Le conseguenze pratiche:

  1. Buffering Continuo: 🔄 Senza la CDN di Cloudflare, i server dei pirati devono gestire tutto il traffico direttamente. Questo porta a sovraccarichi immediati, blocchi dell’immagine e buffering infinito durante i big match.

  2. Siti “Irraggiungibili”: 🚫 Molti siti pirata usavano Cloudflare per gestire i DNS. Quando l’account viene bannato, il dominio smette di risolvere l’indirizzo, e il sito appare offline a livello globale in pochi secondi.

  3. Migrazione Costosa: 💸 I pirati sono costretti a spostarsi su servizi di protezione “offshore” (spesso russi o asiatici) che costano molto di più e offrono prestazioni peggiori. Questo potrebbe portare a un aumento dei prezzi degli abbonamenti illegali o alla chiusura di molti servizi “economici”.


⚖️ Perché Cloudflare ha cambiato idea proprio ora?

La mossa non è dettata solo da un senso etico, ma da una necessità di sopravvivenza legale e commerciale.

I motivi della svolta:

  • 🏛️ Sentenze Giudiziarie: Recenti cause legali negli Stati Uniti e in Europa hanno stabilito che i fornitori di servizi infrastrutturali possono essere ritenuti “contributori” alla pirateria se non agiscono tempestivamente. Cloudflare rischiava multe miliardarie.

  • 💰 Reputazione Business: Cloudflare vuole vendere servizi di sicurezza a banche, governi e grandi aziende (Fortune 500).

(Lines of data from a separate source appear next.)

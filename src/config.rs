//! Timeline configuration.
//!
//! All fields have defaults, so an empty JSON object is a valid config.
//!
//! | Field | Default |
//! |-------|---------|
//! | `dayStartHour` | 7 |
//! | `dayEndHour` | 18 |
//! | `slotMinutes` | 30 |
//! | `defaultStartTime` | 08:00 |
//! | `defaultEndTime` | 17:00 |
//! | `storageKey` | `timeline.assignments` |
//! | `defaultZoom` | `week` |

use chrono::NaiveTime;
use serde::{Deserialize, Serialize};

use crate::error::{TimelineError, TimelineResult};
use crate::layout::SlotGrid;
use crate::models::{hhmm, is_whole_minute, ZoomLevel};

#[derive(Debug, Clone, PartialEq, Serialize, Deserialize)]
#[serde(rename_all = "camelCase")]
pub struct TimelineConfig {
    /// First slot of the single-day grid (hour, inclusive).
    #[serde(default = "default_day_start_hour")]
    pub day_start_hour: u32,
    /// Last slot of the single-day grid (hour, inclusive).
    #[serde(default = "default_day_end_hour")]
    pub day_end_hour: u32,
    /// Slot increment in minutes. Must divide 60.
    #[serde(default = "default_slot_minutes")]
    pub slot_minutes: u32,
    /// Start time used when an assignment or plan item has none.
    #[serde(default = "default_start_time", with = "hhmm")]
    pub default_start_time: NaiveTime,
    /// End time used when an assignment or plan item has none.
    #[serde(default = "default_end_time", with = "hhmm")]
    pub default_end_time: NaiveTime,
    /// Key of the assignment snapshot in the durable store.
    #[serde(default = "default_storage_key")]
    pub storage_key: String,
    /// Zoom level a fresh view starts in.
    #[serde(default)]
    pub default_zoom: ZoomLevel,
}

fn default_day_start_hour() -> u32 {
    7
}
fn default_day_end_hour() -> u32 {
    18
}
fn default_slot_minutes() -> u32 {
    30
}
fn default_start_time() -> NaiveTime {
    NaiveTime::from_hms_opt(8, 0, 0).unwrap_or(NaiveTime::MIN)
}
fn default_end_time() -> NaiveTime {
    NaiveTime::from_hms_opt(17, 0, 0).unwrap_or(NaiveTime::MIN)
}
fn default_storage_key() -> String {
    "timeline.assignments".to_string()
}

impl Default for TimelineConfig {
    fn default() -> Self {
        Self {
            day_start_hour: default_day_start_hour(),
            day_end_hour: default_day_end_hour(),
            slot_minutes: default_slot_minutes(),
            default_start_time: default_start_time(),
            default_end_time: default_end_time(),
            storage_key: default_storage_key(),
            default_zoom: ZoomLevel::default(),
        }
    }
}

impl TimelineConfig {
    /// Parses a JSON config and validates it.
    pub fn from_json(raw: &str) -> TimelineResult<Self> {
        let config: Self = serde_json::from_str(raw)
            .map_err(|e| TimelineError::Config(format!("Invalid config JSON: {e}")))?;
        config.validate()?;
        Ok(config)
    }

    /// Sets the single-day grid.
    pub fn with_slot_grid(mut self, start_hour: u32, end_hour: u32, slot_minutes: u32) -> Self {
        self.day_start_hour = start_hour;
        self.day_end_hour = end_hour;
        self.slot_minutes = slot_minutes;
        self
    }

    /// Sets the default daily time window.
    pub fn with_default_times(mut self, start: NaiveTime, end: NaiveTime) -> Self {
        self.default_start_time = start;
        self.default_end_time = end;
        self
    }

    /// Sets the storage key.
    pub fn with_storage_key(mut self, key: impl Into<String>) -> Self {
        self.storage_key = key.into();
        self
    }

    /// Sets the initial zoom level.
    pub fn with_default_zoom(mut self, zoom: ZoomLevel) -> Self {
        self.default_zoom = zoom;
        self
    }

    /// Checks internal consistency.
    pub fn validate(&self) -> TimelineResult<()> {
        if self.day_start_hour >= self.day_end_hour || self.day_end_hour > 23 {
            return Err(TimelineError::Config(format!(
                "Day grid {}..{} must satisfy start < end <= 23",
                self.day_start_hour, self.day_end_hour
            )));
        }
        if self.slot_minutes == 0 || 60 % self.slot_minutes != 0 {
            return Err(TimelineError::Config(format!(
                "Slot increment of {} minutes does not divide an hour",
                self.slot_minutes
            )));
        }
        if !is_whole_minute(self.default_start_time) || !is_whole_minute(self.default_end_time) {
            return Err(TimelineError::Config(
                "Default times must be whole minutes".to_string(),
            ));
        }
        if self.default_start_time >= self.default_end_time {
            return Err(TimelineError::Config(
                "Default start time must be before default end time".to_string(),
            ));
        }
        if self.storage_key.trim().is_empty() {
            return Err(TimelineError::Config("Storage key is empty".to_string()));
        }
        Ok(())
    }

    /// The single-day slot grid described by this config.
    pub fn slot_grid(&self) -> SlotGrid {
        SlotGrid::new(self.day_start_hour, self.day_end_hour, self.slot_minutes)
    }
}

Essere nota come “il paradiso dei pirati” danneggiava la sua immagine aziendale e allontanava i clienti premium.

  • 🌍 Piracy Shield e normative locali: In Italia, la piattaforma Piracy Shield ha creato un precedente tecnico, costringendo anche gli intermediari come Cloudflare e Google a collaborare attivamente per i blocchi entro 30 minuti.


🔚 Conclusioni: La Rete si stringe

La decisione di Cloudflare segna un punto di non ritorno nella lotta alla pirateria digitale. Se fino a ieri bastava nascondersi dietro un proxy gratuito per sentirsi intoccabili, oggi quella protezione è svanita.

Non significa che la pirateria sparirà domani: è un gioco del gatto col topo che dura da sempre. Tuttavia, il “topo” ha appena perso uno dei suoi nascondigli più grandi e confortevoli. Per gli utenti, il messaggio è chiaro: affidarsi a servizi illegali diventerà sempre più complicato, instabile e rischioso.